[Opening DATA FOR REVIEW section]

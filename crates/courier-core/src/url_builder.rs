//! URL building utilities: query serialization, base URL joining and origin checks

use crate::params::{ParamValue, Params};
use std::fmt;
use std::sync::Arc;
use url::Url;

/// Caller-supplied params serializer; its output is used verbatim.
#[derive(Clone)]
pub struct ParamsSerializer(Arc<dyn Fn(&Params) -> String + Send + Sync>);

impl ParamsSerializer {
    pub fn new<F>(f: F) -> Self
    where
        F: Fn(&Params) -> String + Send + Sync + 'static,
    {
        Self(Arc::new(f))
    }

    pub fn serialize(&self, params: &Params) -> String {
        (self.0)(params)
    }
}

impl fmt::Debug for ParamsSerializer {
    fn fmt(&self, f: &mut fmt::Formatter<'_>) -> fmt::Result {
        f.write_str("ParamsSerializer")
    }
}

/// Percent-encode like `encodeURIComponent`, then restore the characters that
/// are safe and readable inside a query string.
fn encode(value: &str) -> String {
    urlencoding::encode(value)
        .replace("%21", "!")
        .replace("%27", "'")
        .replace("%28", "(")
        .replace("%29", ")")
        .replace("%2A", "*")
        .replace("%40", "@")
        .replace("%3A", ":")
        .replace("%24", "$")
        .replace("%2C", ",")
        .replace("%20", "+")
        .replace("%5B", "[")
        .replace("%5D", "]")
}

fn serialize_params(params: &Params) -> String {
    let map = match params {
        Params::Query(query) => return query.to_string(),
        Params::Map(map) => map,
    };

    let mut parts = Vec::new();
    for (key, value) in map {
        let (key, values) = match value {
            ParamValue::Null => continue,
            ParamValue::Array(items) => (format!("{}[]", key), items.iter().collect::<Vec<_>>()),
            other => (key.clone(), vec![other]),
        };
        for value in values {
            parts.push(format!("{}={}", encode(&key), encode(&value.to_query_string())));
        }
    }
    parts.join("&")
}

/// Append `params` to `url`.
///
/// Any fragment is dropped and an existing query string is extended. When
/// nothing serializes, `url` is returned untouched.
pub fn build_url(url: &str, params: Option<&Params>, serializer: Option<&ParamsSerializer>) -> String {
    let Some(params) = params else {
        return url.to_string();
    };

    let serialized = match serializer {
        Some(serializer) => serializer.serialize(params),
        None => serialize_params(params),
    };
    if serialized.is_empty() {
        return url.to_string();
    }

    let base = match url.find('#') {
        Some(index) => &url[..index],
        None => url,
    };
    let separator = if base.contains('?') { '&' } else { '?' };
    format!("{}{}{}", base, separator, serialized)
}

/// True for `scheme://...` and protocol-relative `//...` URLs.
pub fn is_absolute_url(url: &str) -> bool {
    if url.starts_with("//") {
        return true;
    }
    let Some((scheme, _)) = url.split_once("://") else {
        return false;
    };
    let mut chars = scheme.chars();
    match chars.next() {
        Some(first) if first.is_ascii_alphabetic() => {
            chars.all(|c| c.is_ascii_alphanumeric() || matches!(c, '+' | '-' | '.'))
        }
        _ => false,
    }
}

/// Join `base` and `relative` with exactly one slash.
pub fn combine_url(base: &str, relative: &str) -> String {
    if relative.is_empty() {
        return base.to_string();
    }
    format!(
        "{}/{}",
        base.trim_end_matches('/'),
        relative.trim_start_matches('/')
    )
}

/// Scheme and host (with port) of a URL.
#[derive(Debug, Clone, PartialEq, Eq)]
pub struct UrlOrigin {
    pub scheme: String,
    pub host: String,
}

impl UrlOrigin {
    pub fn of(url: &Url) -> Self {
        let host = match (url.host_str(), url.port()) {
            (Some(host), Some(port)) => format!("{}:{}", host, port),
            (Some(host), None) => host.to_string(),
            (None, _) => String::new(),
        };
        Self {
            scheme: url.scheme().to_string(),
            host,
        }
    }
}

/// Whether `request_url`, resolved against `origin`, shares its scheme and host.
pub fn is_url_same_origin(request_url: &str, origin: &Url) -> bool {
    match origin.join(request_url) {
        Ok(resolved) => UrlOrigin::of(&resolved) == UrlOrigin::of(origin),
        Err(e) => {
            tracing::trace!(url = request_url, error = %e, "could not resolve request URL");
            false
        }
    }
}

[Closing DATA FOR REVIEW section]

**WHAT YOU SHOULD DO**
Every line of the data that includes the word "Send" should be copied.

**EXERCISE ANSWER**
pub struct ParamsSerializer(Arc<dyn Fn(&Params) -> String + Send + Sync>);
        F: Fn(&Params) -> String + Send + Sync + 'static,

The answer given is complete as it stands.